Our results give further support to the idea that th VCS method used by the Coulter MAXM provides a high quality DLC with specific left shift detection.
评估库尔特MAXM血液分析仪提供的白细胞分类计数(DLC)和核左移标记(LSF)系统的可靠性。

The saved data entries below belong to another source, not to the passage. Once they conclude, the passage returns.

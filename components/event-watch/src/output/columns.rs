//! Fixed-width column layout for the terminal view.

// Local crates
use crate::{normalizer::models::LogEvent, output::sink::Property};

// External crates
use owo_colors::OwoColorize;
use unicode_width::{UnicodeWidthChar, UnicodeWidthStr};

const COLUMN_SEPARATOR: &str = " ";
const TRUNCATION_MARKER: char = '…';
const MIN_TEXT_WIDTH: usize = 20;

/// Width of every selected column for a terminal `terminal_width` characters wide.
///
/// Fixed columns keep their widths; `text` takes whatever is left after the fixed
/// columns and separators, never less than [`MIN_TEXT_WIDTH`].
pub fn column_widths(properties: &[Property], terminal_width: usize) -> Vec<usize> {
    let fixed: usize = properties.iter().filter_map(Property::fixed_width).sum();
    let separators = properties.len().saturating_sub(1) * COLUMN_SEPARATOR.len();
    let remaining = terminal_width
        .saturating_sub(fixed + separators)
        .max(MIN_TEXT_WIDTH);

    properties
        .iter()
        .map(|p| p.fixed_width().unwrap_or(remaining))
        .collect()
}

/// Render one batch. Each line ends with `\n`.
pub fn render(
    events: &[LogEvent],
    properties: &[Property],
    widths: &[usize],
    show_headers: bool,
    color: bool,
) -> String {
    let mut out = String::new();

    if show_headers {
        let cells: Vec<String> = properties
            .iter()
            .zip(widths)
            .map(|(p, w)| {
                let cell = fit(p.heading(), *w);
                if color {
                    cell.bold().to_string()
                } else {
                    cell
                }
            })
            .collect();
        push_line(&mut out, &cells);
    }

    for event in events {
        let cells: Vec<String> = properties
            .iter()
            .zip(widths)
            .map(|(p, w)| fit(&single_line(&p.value(event)), *w))
            .collect();
        push_line(&mut out, &cells);
    }

    out
}

fn push_line(out: &mut String, cells: &[String]) {
    let line = cells.join(COLUMN_SEPARATOR);
    out.push_str(line.trim_end());
    out.push('\n');
}

/// Pad or truncate `value` to exactly `width` terminal columns.
fn fit(value: &str, width: usize) -> String {
    let display_width = value.width();

    if display_width <= width {
        let mut cell = value.to_string();
        cell.extend(std::iter::repeat_n(' ', width - display_width));
        return cell;
    }

    if width == 0 {
        return String::new();
    }

    let budget = width - 1;
    let mut used = 0;
    let mut cell = String::new();
    for c in value.chars() {
        let w = c.width().unwrap_or(0);
        if used + w > budget {
            break;
        }
        used += w;
        cell.push(c);
    }
    cell.push(TRUNCATION_MARKER);
    // A wide character that did not fit leaves a one-column gap.
    cell.extend(std::iter::repeat_n(' ', budget - used));
    cell
}

fn single_line(value: &str) -> String {
    value
        .chars()
        .map(|c| if c.is_control() { ' ' } else { c })
        .collect()
}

研究了380份血液标本(用三联K乙二胺四乙酸作为抗凝剂采集)。
采用参考方法(NCCLS H20-A),380份血液标本中有50份呈现异常DLC(杆状核细胞>6%)。其中,39份(80%)MAXM显示“杆状核细胞1或2”的LSF。在118份手动DLC正常但被MAXM标记为核左移的标本中,87份(74%)有“杆状核细胞1”警报,31份(26%)有“杆状核细胞2”警报。因此,如果忽略LSF“杆状核细胞1”,假阳性(FP)百分比从36%降至10%,但假阴性(FN)百分比从22%增至58%。为了通过减少手动复查的需求来提高对LSF的识别,对MAXM提供的白细胞分布散点图(LDS)的视觉检查进行了便利评估。该研究对190份血液标本进行,其中MAXM显示正常DLC的有122份(64%),“杆状核细胞”的LSF有44份(23%),“杆状核细胞2”的LSF有24份(12.6%)。在122份DLC正常的标本中,4份为FN;在44份有“杆状核细胞1”LSF的标本中,37份为FP;在24份有“杆状核细胞2”LSF的标本中,16份为FP。对LDS的视觉评估显示,在大多数有"杆状核细胞1"和"杆状核细胞2"的样本中,与DLC正常(无标记)的样本相比,其形状明显不同,在图像顶部呈现更清晰的图像。根据该标准,所有122份DLC正常的标本均显示LDS正常,所有24份有"杆状核细胞2"标记的标本均显示LDS异常。在44份有"杆状核细胞1"标记的标本中,26份(59%)显示LDS异常,18份(41%)显示LDS正常。值得注意的是,在26份LDS异常的标本中,只有7份为真阳性(TP),而18份LDS正常的标本根据参考方法均显示DLC正常。这些数据使我们得出结论,在68份有"杆状核细胞1"且LDS异常的标本中,有26份(占总数的13%)需要手动复查,所有24份有"杆状核细胞2"标记的标本也需要手动复查。因此,通过使用LDS提供的信息,需要手动复查的样本减少到有LSF的总样本的73%。
我们的结果进一步支持了这样一种观点,即库尔特MAXM使用的VCS方法可提供高质量的DLC并能进行特定的核左移检测。